Images hosted on other servers:

Various images



Carbamazepine hypersensitivity:

Small lymphoid
follicle with marked
interfollicular
edema

Polymorphous infiltrate
of immunoblasts,
macrophages and
plasma cells

Interfollicular
necrosis,
immunoblasts and
macrophages

Interfollicular Reed-Sternberg-like cell

Immunoblasts and mitotic figures

Reticulin stain
shows numerous
vascular
channels

Flow cytometry description
  • No aberrant immunophenotype
Molecular / cytogenetics description
  • No clonal cell populations
Differential diagnosis
  • For drug reaction with eosinophilia and systemic symptoms (DRESS) (Rev Assoc Med Bras 2016;62:227):
  • On lymph node biopsy (Hum Pathol 1974;5:519):
    • Angioimmunoblastic T cell lymphoma (AITL):
      • Presence of vascular proliferation, immunoblasts and polymorphous infiltrate cause confusion with angioimmunoblastic T cell lymphoma
      • AITL has characteristic T cells of T follicular helper (TFH) phenotype in perisinusoidal areas and T cell clones, not seen in drug hypersensitivity
    • Hodgkin lymphoma:
      • Presence of polymorphous inflammatory infiltrate and large Hodgkin / Reed-Sternberg-like cells may cause confusion
      • However, classic Hodgkin / Reed-Sternberg cells are not identified in drug hypersensitivity
Board review question #1
All of the following are proposed pathogenetic mechanisms for drug hypersensitivity, except:

  1. Direct toxicity
  2. Drug interactions with specific HLA types
  3. Hapten theory
  4. p-i concept
Board review answer #1
A. Direct toxicity.

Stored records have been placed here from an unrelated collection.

//! Parser integration tests.
//!
//! Verifies that the parser builds correctly shaped, correctly spanned trees
//! from ActionScript 3 source.

use as3ts_ast::{Node, NodeKind};
use as3ts_diagnostics::ConvertError;
use as3ts_parser::parse;

/// Helper: parse source text and panic with the error on failure.
fn parse_ok(source: &str) -> Node {
    parse("Test.as", source).unwrap_or_else(|e| panic!("failed to parse {:?}: {}", source, e))
}

/// Helper: every descendant of `node`, depth first.
fn all_nodes(node: &Node) -> Vec<&Node> {
    let mut out = Vec::new();
    node.walk(&mut |n| out.push(n));
    out
}

/// Helper: the first descendant of the given kind.
fn find(node: &Node, kind: NodeKind) -> Option<&Node> {
    all_nodes(node).into_iter().find(|n| n.kind == kind)
}

/// Helper: the members of the first class in a unit.
fn class_members(unit: &Node) -> Vec<&Node> {
    let class = find(unit, NodeKind::Class).expect("no class");
    class
        .find_child(NodeKind::Content)
        .expect("no content")
        .children
        .iter()
        .collect()
}

const SAMPLE: &str = r#"package com.example.game
{
    import flash.display.Sprite;
    import flash.utils.*;

    /**
     * A player.
     */
    [Bindable]
    public class Player extends Sprite implements IEntity
    {
        public static const MAX_HEALTH:int = 100;
        private var _name:String;
        protected var items:Vector.<Item> = new Vector.<Item>();
        mx_internal var hidden:Boolean;

        public function Player(name:String, ...rest)
        {
            super();
            _name = name;
            var lookup:Dictionary = new Dictionary();
            for each (var item:Item in items) {
                lookup[item.id] = item;
            }
            for (var key:String in lookup) {
                trace(key);
            }
        }

        public function get name():String { return _name; }
        public function set name(value:String):void { _name = value; }

        override public function toString():String
        {
            var xml:XML = <player name={_name}><hp>{MAX_HEALTH}</hp></player>;
            var n:Number = health as Number;
            if (item is String && !(n > 3)) {
                return "x" + /ab+c/i.source;
            }
            switch (n) {
                case 1:
                    break;
                default:
                    n = n >>> 2;
            }
            try {
                risky();
            } catch (e:ArgumentError) {
                throw e;
            } finally {
                cleanup();
            }
            return xml.hp.@value + xml..item.(@id == "3").length();
        }
    }
}
"#;

// ============================================================================
// Structural invariants
// ============================================================================

#[test]
fn test_span_containment() {
    let unit = parse_ok(SAMPLE);
    for node in all_nodes(&unit) {
        assert!(node.start <= node.end, "{:?} has start after end", node.kind);
        let mut previous_end = node.start;
        for child in &node.children {
            assert!(child.start >= previous_end, "{:?} child {:?} overlaps", node.kind, child.kind);
            assert!(child.end <= node.end, "{:?} child {:?} escapes", node.kind, child.kind);
            previous_end = child.end;
        }
        if let Some(max) = node.children.iter().map(|c| c.end).max() {
            let closed = matches!(SAMPLE.as_bytes()[node.end - 1], b')' | b']' | b'}');
            assert!(
                node.end == max || closed,
                "{:?} ends neither at its last child nor at a closing delimiter",
                node.kind
            );
        }
    }
}

/// Helper: the source text of the first node of the given kind.
fn source_of<'s>(source: &'s str, unit: &Node, kind: NodeKind) -> &'s str {
    let node = find(unit, kind).unwrap_or_else(|| panic!("no {:?}", kind));
    &source[node.start..node.end]
}

#[test]
fn test_delimited_nodes_end_at_closer() {
    let source = "x = (f(g(a))[0] as Foo);\nif (ready) { go(); }\nvar list = [1, [2]];\nvar o = {k: {}};";
    let unit = parse_ok(source);
    assert_eq!(source_of(source, &unit, NodeKind::Encapsulated), "(f(g(a))[0] as Foo)");
    assert_eq!(source_of(source, &unit, NodeKind::ArrayAccessor), "f(g(a))[0]");
    assert_eq!(source_of(source, &unit, NodeKind::Call), "f(g(a))");
    assert_eq!(source_of(source, &unit, NodeKind::Arguments), "(g(a))");
    assert_eq!(source_of(source, &unit, NodeKind::Condition), "(ready)");
    assert_eq!(source_of(source, &unit, NodeKind::Block), "{ go(); }");
    assert_eq!(source_of(source, &unit, NodeKind::Array), "[1, [2]]");
    assert_eq!(source_of(source, &unit, NodeKind::Object), "{k: {}}");
}

#[test]
fn test_package_content_ends_at_its_own_brace() {
    let source = "package a {\n class Foo {\n  function bar():void {\n   baz();\n  }\n }\n}";
    let unit = parse_ok(source);
    let package = &unit.children[0];
    let content = package.find_child(NodeKind::Content).expect("no content");
    assert_eq!(content.end, source.len());
    assert_eq!(package.end, source.len());
}

#[test]
fn test_leaf_text_matches_source() {
    let unit = parse_ok(SAMPLE);
    for node in all_nodes(&unit) {
        if matches!(node.kind, NodeKind::Identifier | NodeKind::Literal | NodeKind::RegExp) {
            assert_eq!(&SAMPLE[node.start..node.end], node.text_str());
        }
    }
}

#[test]
fn test_sample_top_level_shape() {
    let unit = parse_ok(SAMPLE);
    let package = &unit.children[0];
    assert_eq!(package.kind, NodeKind::Package);
    let content = package.find_child(NodeKind::Content).unwrap();
    let imports: Vec<&str> = content.find_children(NodeKind::Import).map(|n| n.text_str()).collect();
    assert_eq!(imports, vec!["flash.display.Sprite", "flash.utils.*"]);
    assert!(content.find_child(NodeKind::DocComment).is_some());
    let class = content.find_child(NodeKind::Class).unwrap();
    assert_eq!(class.children[0].kind, NodeKind::MetaList);
    assert_eq!(class.children[0].children[0].text_str(), "Bindable");
}

// ============================================================================
// Class members
// ============================================================================

#[test]
fn test_member_kinds() {
    let unit = parse_ok(SAMPLE);
    let kinds: Vec<NodeKind> = class_members(&unit).iter().map(|n| n.kind).collect();
    assert_eq!(
        kinds,
        vec![
            NodeKind::ConstList,
            NodeKind::VarList,
            NodeKind::VarList,
            NodeKind::VarList,
            NodeKind::Function,
            NodeKind::Get,
            NodeKind::Set,
            NodeKind::Function,
        ]
    );
}

#[test]
fn test_user_namespace_modifier() {
    let unit = parse_ok(SAMPLE);
    let members = class_members(&unit);
    let modifiers = members[3].find_child(NodeKind::ModList).unwrap();
    assert_eq!(modifiers.children[0].text_str(), "mx_internal");
}

#[test]
fn test_rest_parameter() {
    let unit = parse_ok(SAMPLE);
    let constructor = class_members(&unit)[4];
    let parameters = constructor.find_child(NodeKind::ParameterList).unwrap();
    assert_eq!(parameters.children.len(), 2);
    assert_eq!(parameters.children[1].children[0].kind, NodeKind::Rest);
}

#[test]
fn test_interface_methods_without_bodies() {
    let unit = parse_ok("interface IShape extends IA, IB {\n function area():Number;\n function get id():int;\n}");
    let interface = &unit.children[0];
    assert_eq!(interface.kind, NodeKind::Interface);
    assert_eq!(interface.find_child(NodeKind::Extends).unwrap().children.len(), 2);
    let content = interface.find_child(NodeKind::Content).unwrap();
    assert_eq!(content.children.len(), 2);
    assert!(content.children[0].find_child(NodeKind::Block).is_none());
}

#[test]
fn test_get_and_set_as_plain_names() {
    let node = parse_ok("var get:int = set + 1;");
    assert_eq!(node.children[0].kind, NodeKind::VarList);
}

#[test]
fn test_conditional_member_modifier() {
    let unit = parse_ok("class A { CONFIG::debug public function log():void {} }");
    let members = class_members(&unit);
    let modifiers = members[0].find_child(NodeKind::ModList).unwrap();
    assert_eq!(modifiers.children[0].text_str(), "CONFIG::debug");
    assert_eq!(modifiers.children[1].text_str(), "public");
}

// ============================================================================
// Statements
// ============================================================================

#[test]
fn test_directives() {
    let unit = parse_ok("use namespace mx_internal;\ninclude \"helpers.as\";\nimport a.b.C;");
    let kinds: Vec<NodeKind> = unit.children.iter().map(|n| n.kind).collect();
    assert_eq!(kinds, vec![NodeKind::Use, NodeKind::Include, NodeKind::Import]);
    assert_eq!(unit.children[0].text_str(), "mx_internal");
    assert_eq!(unit.children[1].text_str(), "helpers.as");
}

#[test]
fn test_switch_cases() {
    let unit = parse_ok(SAMPLE);
    let switch = find(&unit, NodeKind::Switch).unwrap();
    let block = switch.find_child(NodeKind::SwitchBlock).unwrap();
    assert_eq!(block.children.len(), 2);
    assert_eq!(block.children[1].children[0].kind, NodeKind::Default);
}

#[test]
fn test_try_catch_finally() {
    let unit = parse_ok(SAMPLE);
    let node = find(&unit, NodeKind::Try).unwrap();
    let kinds: Vec<NodeKind> = node.children.iter().map(|n| n.kind).collect();
    assert_eq!(kinds, vec![NodeKind::Block, NodeKind::Catch, NodeKind::Finally]);
    let catch = &node.children[1];
    assert_eq!(catch.children[0].children[1].text_str(), "ArgumentError");
}

#[test]
fn test_labeled_loop() {
    let unit = parse_ok("outer: for (;;) { continue outer; }");
    let label = &unit.children[0];
    assert_eq!(label.kind, NodeKind::Label);
    assert_eq!(label.text_str(), "outer");
    assert_eq!(label.children[0].kind, NodeKind::For);
}

#[test]
fn test_optional_semicolons() {
    let unit = parse_ok("var a = 1\nvar b = 2\na = b");
    assert_eq!(unit.children.len(), 3);
}

#[test]
fn test_local_function_and_lambda() {
    let unit = parse_ok("function outer():void { function inner():void {} var f:Function = function(x:int):int { return x; }; }");
    assert!(find(&unit, NodeKind::Lambda).is_some());
    let outer = &unit.children[0];
    let body = outer.find_child(NodeKind::Block).unwrap();
    assert_eq!(body.children[0].kind, NodeKind::Function);
}

// ============================================================================
// Expressions
// ============================================================================

#[test]
fn test_as_and_is_are_relations() {
    let unit = parse_ok(SAMPLE);
    let relations: Vec<&Node> = all_nodes(&unit)
        .into_iter()
        .filter(|n| n.kind == NodeKind::Relation)
        .collect();
    let ops: Vec<&str> = relations.iter().map(|r| r.children[1].text_str()).collect();
    assert!(ops.contains(&"as"));
    assert!(ops.contains(&"is"));
}

#[test]
fn test_xml_literal_and_e4x() {
    let unit = parse_ok(SAMPLE);
    let xml = find(&unit, NodeKind::XmlLiteral).unwrap();
    assert!(xml.text_str().starts_with("<player"));
    assert!(find(&unit, NodeKind::E4xAttr).is_some());
    assert!(find(&unit, NodeKind::E4xDescendant).is_some());
    assert!(find(&unit, NodeKind::E4xFilter).is_some());
}

#[test]
fn test_object_and_array_literals() {
    let unit = parse_ok("var o:Object = {a: 1, \"b\": [1, 2, , 3], 4: null};");
    let object = find(&unit, NodeKind::Object).unwrap();
    assert_eq!(object.children.len(), 3);
    let array = find(&unit, NodeKind::Array).unwrap();
    assert_eq!(array.children.len(), 3);
}

#[test]
fn test_new_and_calls() {
    let unit = parse_ok("x = new a.B(1).run();");
    let assign = &unit.children[0];
    let call = &assign.children[2];
    assert_eq!(call.kind, NodeKind::Call);
    let dot = &call.children[0];
    assert_eq!(dot.children[0].kind, NodeKind::New);
}

#[test]
fn test_vector_cast_and_new() {
    let unit = parse_ok("v = Vector.<int>(list); w = new Vector.<String>(3);");
    let cast = &unit.children[0].children[2];
    assert_eq!(cast.kind, NodeKind::Call);
    assert_eq!(cast.children[0].kind, NodeKind::Vector);
    let new = &unit.children[1].children[2];
    assert_eq!(new.children[0].kind, NodeKind::Vector);
    assert_eq!(new.children[0].text_str(), "String");
}

#[test]
fn test_ternary_and_compound_assignment() {
    let unit = parse_ok("a += b ? c : d;");
    let assign = &unit.children[0];
    assert_eq!(assign.children[1].text_str(), "+=");
    assert_eq!(assign.children[2].kind, NodeKind::Conditional);
}

#[test]
fn test_postfix_not_across_newline() {
    let unit = parse_ok("a\n++b");
    assert_eq!(unit.children.len(), 2);
    assert_eq!(unit.children[1].kind, NodeKind::PreInc);
}

#[test]
fn test_relational_less_than_not_short_vector() {
    let unit = parse_ok("if (a < b) { c = a > b; }");
    assert!(find(&unit, NodeKind::ShortVector).is_none());
}

// ============================================================================
// Failures
// ============================================================================

#[test]
fn test_malformed_class_body_reports_position() {
    let err = parse("Broken.as", "package {\n  class A {\n    function f() {\n  }\n}\n").unwrap_err();
    assert_eq!(err.file(), "Broken.as");
    assert!(matches!(err, ConvertError::Syntax { .. }));
    assert!(err.position().is_some());
    assert!(err.to_string().starts_with("Broken.as("));
}

#[test]
fn test_unexpected_token_message() {
    let err = parse("T.as", "var x = ;").unwrap_err();
    match err {
        ConvertError::Syntax { expected, actual, line, column, .. } => {
            assert_eq!(expected, "expression");
            assert_eq!(actual, ";");
            assert_eq!((line, column), (1, 9));
        }
        other => panic!("unexpected {other:?}"),
    }
}

#[test]
fn test_deep_nesting_is_an_error_not_a_crash() {
    let handle = std::thread::Builder::new()
        .stack_size(64 * 1024 * 1024)
        .spawn(|| {
            let source = format!("x = {}1{};", "(".repeat(500), ")".repeat(500));
            parse("Deep.as", &source)
        })
        .unwrap();
    let result = handle.join().unwrap();
    assert!(matches!(result, Err(ConvertError::Syntax { .. })));
}

#[test]
fn test_debug_json_dump() {
    let unit = parse_ok("var a:int = 1;");
    let json = unit.to_debug_json().unwrap();
    assert!(json.contains("\"VarList\""));
    assert!(json.contains("\"NameTypeInit\""));
}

Drug molecules causing an immune reaction are proposed mechanisms of pathogenesis of drug hypersensitivity, including hapten theory (drug molecules bind to a protein and cause antigenicity), p-i concept (drug molecules bind to HLA and cause T cell response) and drug molecules interacting with certain HLA subtypes. Direct toxicity does not manifest as a drug reaction with eosinophilia and systemic symptoms (DRESS).